Первые послеоперационные дни может отмечаться крайне низкая острота зрения. Это происходит из-за медицинского газа, находящегося в глазу и не пропускающего к сетчатке свет. По мере рассасывания пузыря газа (до 2 недель) в верхней части поля зрения начнется просветление, которое обозначит границу «раздела сред» (жидкость/газ), которая будет менять вслед за движениями головы. Спустя 7–10 дней, в глазу останется менее трети объема газа и станет заметен его единый пузырек, который может раздробиться на мелкие «пузырьки», способные перемещаться в границах всего поля зрения.

Улучшение зрения будет происходить постепенно в течение 2–3 послеоперационных месяцев. В некоторых случаях повышение остроты зрения происходит в течение полугода. Проводить окончательную очковую коррекцию нужно спустя 2-3 месяца от даты проведения операции, хотя эти сроки решаются индивидуально, особенно, если оперирован единственный глаз.

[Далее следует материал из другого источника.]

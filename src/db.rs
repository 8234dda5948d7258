//! Database failure classification.
//!
//! Turns a relational-database failure into an [`AppError`] with a
//! client-safe public half and a diagnostic service half.
//!
//! # Input Model
//!
//! Drivers differ, so classification works over [`DbFailure`], a small sum
//! type carrying exactly what the classifier reads. With the `sqlx` feature,
//! `sqlx::Error` converts into it directly.
//!
//! # Mapping
//!
//! | failure | public code | service code |
//! |---|---|---|
//! | no rows | `NotFound_Resource` | `NotFound_Resource` |
//! | `23505` unique | `Conflict_DuplicateData` | same |
//! | `23503` foreign key | `BadRequest` | same |
//! | `23502` not null | `BadRequest` | same |
//! | `23514` check | `BadRequest` | same |
//! | other SQL-state | `ServerError` | `ServerError_Database` |
//! | anything else | `ServerError` | `ServerError_Database` |
//!
//! Public metadata only ever holds `error_type` and `resourceName`. Driver
//! text (messages, constraint and column names, severity) stays in the
//! service metadata.

use crate::definitions::*;
use crate::{AppError, MetaData, StatusCode};
use std::fmt;

/// SQL-state codes the classifier recognizes.
pub mod sql_state {
    /// `unique_violation`
    pub const UNIQUE_VIOLATION: &str = "23505";
    /// `foreign_key_violation`
    pub const FOREIGN_KEY_VIOLATION: &str = "23503";
    /// `not_null_violation`
    pub const NOT_NULL_VIOLATION: &str = "23502";
    /// `check_violation`
    pub const CHECK_VIOLATION: &str = "23514";
}

const SERVER_ERROR_NOTICE: &str = "A server error occurred. Please try again later.";
const NO_ROWS: &str = "no rows in result set";

// ============================================================================
// Classifier Input
// ============================================================================

/// Error reported by the database engine itself.
#[derive(Debug, Clone, PartialEq, Eq)]
pub struct EngineError {
    /// Five-character SQL-state code.
    pub code: String,
    /// Primary human-readable message.
    pub message: String,
    /// Severity label, `ERROR` unless the driver says otherwise.
    pub severity: String,
    /// Violated constraint, when the engine names one.
    pub constraint: Option<String>,
    /// Offending column, when the engine names one.
    pub column: Option<String>,
    /// Secondary detail message.
    pub detail: Option<String>,
}

impl EngineError {
    /// Engine error with `ERROR` severity and no optional fields.
    pub fn new(code: impl Into<String>, message: impl Into<String>) -> Self {
        Self {
            code: code.into(),
            message: message.into(),
            severity: String::from("ERROR"),
            constraint: None,
            column: None,
            detail: None,
        }
    }

    /// Name the violated constraint.
    pub fn with_constraint(mut self, constraint: impl Into<String>) -> Self {
        self.constraint = Some(constraint.into());
        self
    }

    /// Name the offending column.
    pub fn with_column(mut self, column: impl Into<String>) -> Self {
        self.column = Some(column.into());
        self
    }

    /// Override the severity label.
    pub fn with_severity(mut self, severity: impl Into<String>) -> Self {
        self.severity = severity.into();
        self
    }

    /// Attach the engine's detail message.
    pub fn with_detail(mut self, detail: impl Into<String>) -> Self {
        self.detail = Some(detail.into());
        self
    }
}

impl fmt::Display for EngineError {
    /// `"<severity>: <message>"`, the form PostgreSQL itself prints. Drivers
    /// differ (lib/pq says `pq: <message>`), so `raw_error` stays engine-native.
    fn fmt(&self, f: &mut fmt::Formatter<'_>) -> fmt::Result {
        write!(f, "{}: {}", self.severity, self.message)
    }
}

impl std::error::Error for EngineError {}

/// A database operation failure, as seen by the classifier.
#[derive(Debug, Clone, PartialEq, Eq)]
pub enum DbFailure {
    /// A query expected a row and got none.
    RowNotFound,
    /// The engine rejected the statement.
    Engine(EngineError),
    /// Anything else: pool, I/O, protocol or decode failures.
    Other(String),
}

impl fmt::Display for DbFailure {
    fn fmt(&self, f: &mut fmt::Formatter<'_>) -> fmt::Result {
        match self {
            Self::RowNotFound => f.write_str(NO_ROWS),
            Self::Engine(e) => fmt::Display::fmt(e, f),
            Self::Other(raw) => f.write_str(raw),
        }
    }
}

impl std::error::Error for DbFailure {
    fn source(&self) -> Option<&(dyn std::error::Error + 'static)> {
        match self {
            Self::Engine(e) => Some(e),
            _ => None,
        }
    }
}

impl From<EngineError> for DbFailure {
    fn from(e: EngineError) -> Self {
        Self::Engine(e)
    }
}

// ============================================================================
// Classification
// ============================================================================

/// Classify a database failure for `entity_name`.
///
/// `None` in gives `None` out; every failure gives a populated error.
///
/// # Example
///
/// ```rust
/// use bastion_errors::{DbFailure, definitions, from_db_error};
///
/// let err = from_db_error(Some(&DbFailure::RowNotFound), "User").unwrap();
/// assert_eq!(err.public_status_code, definitions::NOT_FOUND_RESOURCE);
/// assert_eq!(err.public_message, "User not found");
///
/// assert!(from_db_error(None, "User").is_none());
/// ```
pub fn from_db_error(err: Option<&DbFailure>, entity_name: &str) -> Option<AppError> {
    let err = err?;
    Some(match err {
        DbFailure::RowNotFound => row_not_found(entity_name),
        DbFailure::Engine(engine) => classify_engine(engine, entity_name),
        DbFailure::Other(raw) => unknown(raw, entity_name),
    })
}

fn row_not_found(entity: &str) -> AppError {
    let error_type = "Data not found";
    AppError {
        public_status_code: NOT_FOUND_RESOURCE,
        service_status_code: NOT_FOUND_RESOURCE,
        public_message: format!("{} not found", entity),
        service_message: format!("No record found for {}: {}", entity, NO_ROWS),
        public_metadata: public_meta(error_type, entity),
        service_metadata: MetaData::new()
            .with("error_type", error_type)
            .with("resourceName", entity.to_owned())
            .with("raw_error", NO_ROWS),
    }
}

/// Recognized engine failure: codes, public message, service prefix, type label.
struct EngineRule {
    code: StatusCode,
    public: fn(&str) -> String,
    service_prefix: &'static str,
    error_type: &'static str,
}

fn engine_rule(code: &str) -> Option<EngineRule> {
    let rule = match code {
        sql_state::UNIQUE_VIOLATION => EngineRule {
            code: CONFLICT_DUPLICATE_DATA,
            public: |e| format!("A {} with the same value already exists", e),
            service_prefix: "Unique constraint violation on",
            error_type: "Data duplication",
        },
        sql_state::FOREIGN_KEY_VIOLATION => EngineRule {
            code: BAD_REQUEST,
            public: |e| format!("{} has invalid reference to related data", e),
            service_prefix: "Foreign key constraint failed on",
            error_type: "Foreign key violation",
        },
        sql_state::NOT_NULL_VIOLATION => EngineRule {
            code: BAD_REQUEST,
            public: |e| format!("{} is missing required fields", e),
            service_prefix: "NOT NULL constraint failed on",
            error_type: "Missing field",
        },
        sql_state::CHECK_VIOLATION => EngineRule {
            code: BAD_REQUEST,
            public: |e| format!("{} failed validation rules", e),
            service_prefix: "CHECK constraint violation on",
            error_type: "Constraint check failed",
        },
        _ => return None,
    };
    Some(rule)
}

fn classify_engine(engine: &EngineError, entity: &str) -> AppError {
    let mut service = MetaData::new().with("pgcode", engine.code.clone());

    let Some(rule) = engine_rule(&engine.code) else {
        service.extend(engine_tail(engine, entity));
        return AppError {
            public_status_code: SERVER_ERROR,
            service_status_code: SERVER_ERROR_DATABASE,
            public_message: String::from(SERVER_ERROR_NOTICE),
            service_message: format!("Unhandled PostgreSQL error for {}: {}", entity, engine.message),
            public_metadata: public_meta("Internal database error", entity),
            service_metadata: service,
        };
    };

    // Not-null violations name a column; the rest name a constraint.
    if engine.code == sql_state::NOT_NULL_VIOLATION {
        service.insert("column", engine.column.clone().unwrap_or_default());
    } else {
        service.insert("constraint", engine.constraint.clone().unwrap_or_default());
    }
    service.insert("error_type", rule.error_type);
    service.extend(engine_tail(engine, entity));

    AppError {
        public_status_code: rule.code,
        service_status_code: rule.code,
        public_message: (rule.public)(entity),
        service_message: format!("{} {}: {}", rule.service_prefix, entity, engine.message),
        public_metadata: public_meta(rule.error_type, entity),
        service_metadata: service,
    }
}

/// Trailing service entries shared by every engine branch.
fn engine_tail(engine: &EngineError, entity: &str) -> [(&'static str, String); 4] {
    [
        ("resourceName", entity.to_owned()),
        ("error_message", engine.message.clone()),
        ("error_severity", engine.severity.clone()),
        ("raw_error", engine.to_string()),
    ]
}

fn unknown(raw: &str, entity: &str) -> AppError {
    AppError {
        public_status_code: SERVER_ERROR,
        service_status_code: SERVER_ERROR_DATABASE,
        public_message: String::from(SERVER_ERROR_NOTICE),
        service_message: format!("Unexpected DB error for {}: {}", entity, raw),
        public_metadata: public_meta("Unknown server error", entity),
        service_metadata: MetaData::new()
            .with("error_type", "Unknown database error")
            .with("resourceName", entity.to_owned())
            .with("raw_error", raw.to_owned()),
    }
}

fn public_meta(error_type: &'static str, entity: &str) -> MetaData {
    MetaData::new()
        .with("error_type", error_type)
        .with("resourceName", entity.to_owned())
}

// ============================================================================
// sqlx Integration
// ============================================================================

#[cfg(feature = "sqlx")]
impl From<&sqlx::Error> for DbFailure {
    fn from(err: &sqlx::Error) -> Self {
        match err {
            sqlx::Error::RowNotFound => Self::RowNotFound,
            sqlx::Error::Database(db) => {
                let mut engine = EngineError::new(
                    db.code().map(|c| c.into_owned()).unwrap_or_default(),
                    db.message(),
                );
                if let Some(constraint) = db.constraint() {
                    engine = engine.with_constraint(constraint);
                }
                if let Some(pg) = db.try_downcast_ref::<sqlx::postgres::PgDatabaseError>() {
                    engine = engine.with_severity(format!("{:?}", pg.severity()).to_uppercase());
                    if let Some(column) = pg.column() {
                        engine = engine.with_column(column);
                    }
                    if let Some(detail) = pg.detail() {
                        engine = engine.with_detail(detail);
                    }
                }
                Self::Engine(engine)
            }
            other => Self::Other(other.to_string()),
        }
    }
}

#[cfg(feature = "sqlx")]
impl From<sqlx::Error> for DbFailure {
    fn from(err: sqlx::Error) -> Self {
        Self::from(&err)
    }
}

// ============================================================================
// Tests
// ============================================================================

В процессе восстановления зрения у некоторых пациентов иногда возникают искажения предметов и линий, появляется двоение. Обычно, данные симптомы постепенно ослабевают в течение нескольких недель, иногда месяцев.

Рекомендации по дальнеешему уходу

Ограничения, наложенные в послеоперационном периоде, постепенно будут сняты. Однако, в дальнейшем, всем пациентам, стоит придерживаться нижеследующих рекомендаций, которые помогут сохранить зрение:

  • Не нужно тереть прооперированный глаз или давить на него.
  • Просмотр телепередач или чтение необходимо прерывать частыми паузами для отдыха глаз.
  • Не забывайте надевать солнцезащитные очки, которые защитят глаз от вредного ультрафиолета.
  • Соблюдайте оговоренный график посещения врача.

Возможные осложнения

В некоторых случаях, при расширении газа может повышаться внутриглазное давление (в течение трех суток после операции). Нередко, данный процесс сопровождается болевым синдромом и покраснением глаза. В подобных случаях следует незамедлительно связаться с лечащим врачом.

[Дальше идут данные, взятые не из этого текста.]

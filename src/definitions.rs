//! Registered status codes.
//!
//! # Taxonomy & Governance
//!
//! This file is the single registry of application status codes. Each code is
//! an HTTP status family with a sub-classification digit appended:
//!
//! - Bad request (4000-4009) | client input failed validation
//! - Unauthorized (4010-4019) | credentials missing or rejected
//! - Forbidden (4030-4039) | authenticated caller lacks rights
//! - Not found (4040-4049) | addressed resource is absent
//! - Conflict (4090-4099) | request collides with existing state
//! - Server error (5000-5009) | the service itself failed
//!
//! The trailing digit `0` is always the generic member of its band. Specific
//! members may be collapsed back to it before public exposure (see
//! [`crate::suppression`]).
//!
//! Band membership is asserted at compile time by `StatusCode::const_new`.
//! Name and value uniqueness are checked by the `tests` module at the bottom
//! of this file.

use crate::{define_status_codes, Band};

// One invocation so the name table and the constants cannot drift apart.
define_status_codes! {
    Band::BadRequest => {
        /// Generic bad request.
        BAD_REQUEST                = (4000, "BadRequest"),
        /// A required field is missing.
        BAD_REQUEST_MISSING_FIELD  = (4001, "BadRequest_MissingField"),
        /// A field has the wrong type.
        BAD_REQUEST_TYPE_MISMATCH  = (4002, "BadRequest_TypeMismatch"),
        /// A field failed a constraint with no more specific code.
        BAD_REQUEST_FIELD_CONSTRAINT = (4003, "BadRequest_FieldConstraint"),
        /// A field is not in the expected format.
        BAD_REQUEST_INVALID_FORMAT = (4004, "BadRequest_InvalidFormat"),
        /// A value is outside its permitted range or length.
        BAD_REQUEST_OUT_OF_RANGE   = (4005, "BadRequest_OutOfRange"),
        /// A value is not acceptable.
        BAD_REQUEST_INVALID_VALUE  = (4006, "BadRequest_InvalidValue"),
        /// A value is not among the allowed choices.
        BAD_REQUEST_ENUM_VIOLATION = (4007, "BadRequest_EnumViolation"),
    }
    Band::Unauthorized => {
        /// Generic unauthorized.
        UNAUTHORIZED                    = (4010, "Unauthorized"),
        /// Credentials were rejected.
        UNAUTHORIZED_INVALID_CREDENTIAL = (4011, "Unauthorized_InvalidCredential"),
        /// A token is required and was not supplied.
        UNAUTHORIZED_TOKEN_REQUIRED     = (4012, "Unauthorized_TokenRequired"),
        /// The supplied token is invalid.
        UNAUTHORIZED_INVALID_TOKEN      = (4013, "Unauthorized_InvalidToken"),
    }
    Band::Forbidden => {
        /// Generic forbidden.
        FORBIDDEN                       = (4030, "Forbidden"),
        /// Caller lacks the required privilege.
        FORBIDDEN_NOT_ENOUGH_PRIVILEGE  = (4031, "Forbidden_NotEnoughPrivilege"),
        /// Only resource owners may perform the action.
        FORBIDDEN_ONLY_OWNERS           = (4032, "Forbidden_OnlyOwners"),
    }
    Band::NotFound => {
        /// Generic not found.
        NOT_FOUND          = (4040, "NotFound"),
        /// The addressed resource does not exist.
        NOT_FOUND_RESOURCE = (4041, "NotFound_Resource"),
    }
    Band::Conflict => {
        /// Generic conflict.
        CONFLICT                = (4090, "Conflict"),
        /// The data duplicates an existing record.
        CONFLICT_DUPLICATE_DATA = (4091, "Conflict_DuplicateData"),
    }
    Band::ServerError => {
        /// Generic server error.
        SERVER_ERROR                       = (5000, "ServerError"),
        /// The database failed.
        SERVER_ERROR_DATABASE              = (5001, "ServerError_Database"),
        /// A downstream service call failed.
        SERVER_ERROR_SERVICE_COMMUNICATION = (5002, "ServerError_ServiceCommunication"),
    }
}

// ============================================================================
// Tests
// ============================================================================

#[cfg(test)]
mod tests {
    use super::*;
    use crate::StatusCode;
    use std::collections::HashSet;

    #[test]
    fn every_code_is_in_exactly_one_band() {
        for (code, name) in REGISTRY {
            let owners = Band::ALL
                .iter()
                .filter(|band| band.contains(code.value()))
                .count();
            assert_eq!(owners, 1, "{} ({}) must belong to one band", name, code.value());
        }
    }

    #[test]
    fn values_are_unique() {
        let mut seen = HashSet::new();
        for (code, _) in REGISTRY {
            assert!(seen.insert(code.value()), "duplicate value {}", code.value());
        }
    }

    #[test]
    fn names_are_unique() {
        let mut seen = HashSet::new();
        for (_, name) in REGISTRY {
            assert!(seen.insert(*name), "duplicate name {}", name);
        }
    }

    #[test]
    fn registry_is_ascending() {
        for pair in REGISTRY.windows(2) {
            assert!(pair[0].0 < pair[1].0);
        }
    }

    #[test]
    fn names_follow_band_prefix() {
        for (code, name) in REGISTRY {
            let band = code.band().unwrap();
            let prefix = match band {
                Band::BadRequest => "BadRequest",
                Band::Unauthorized => "Unauthorized",
                Band::Forbidden => "Forbidden",
                Band::NotFound => "NotFound",
                Band::Conflict => "Conflict",
                Band::ServerError => "ServerError",
            };
            assert!(name.starts_with(prefix), "{} does not match {:?}", name, band);
        }
    }

    #[test]
    fn generic_member_ends_in_zero() {
        for band in Band::ALL {
            let generic = StatusCode::from_raw(band.start());
            assert!(generic.is_defined(), "{:?} has no generic member", band);
        }
    }

    #[test]
    fn registry_size() {
        assert_eq!(REGISTRY.len(), 22);
        assert_eq!(StatusCode::all().count(), 22);
    }
}
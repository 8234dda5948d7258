#![no_main]

use bastion_errors::{AppError, StatusCode, suppress};
use libfuzzer_sys::fuzz_target;

fuzz_target!(|input: (i32, i32, String, String, Vec<(String, String)>)| {
    let (public, service, public_message, service_message, meta) = input;
    let public = StatusCode::from_raw(public);

    let mut err = AppError::new(public, public_message, service_message);
    err.service_status_code = StatusCode::from_raw(service);
    err.public_metadata.extend(meta.iter().cloned());
    err.service_metadata.extend(meta);

    let rendered = err.render();
    assert!(rendered.contains(&format!("({})", public.value())));
    assert!(rendered.contains(&format!("({})", service)));

    err.neutralize_public();
    assert_eq!(err.public_status_code, suppress(public));
    let _ = err.to_string();
    let _ = format!("{:?}", err);
});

Правила закапывания капель

  • Вымойте руки и откройте флакон.
  • Прилягте на спину либо запрокиньте голову и смотрите вверх.
  • Переверните флакон расположите над глазом, не касаясь самого глаза или ресниц.
  • Осторожно оттяните вниз нижнее веко.
  • Заведите глазное яблоко вверх и слегка надавите на флакон, чтобы выпавшая капля попала в получившийся «карман.
  • Закройте глаз.
  • Прижмите пальцем внутренний угол глаза (через стерильную салфетку). Это необходимо сделать для усиления эффективности воздействия лекарственного средства и минимизирования его системных побочных эффектов.
  • При назначении нескольких препаратов для закапывания, промежуток между их внесением, должен составлять 5 минут и более. Капли для снижения внутриглазного давления, закапывают в последнюю очередь.
  • После применения, флакон следует плотно закрыть и хранить его согласно предписанию.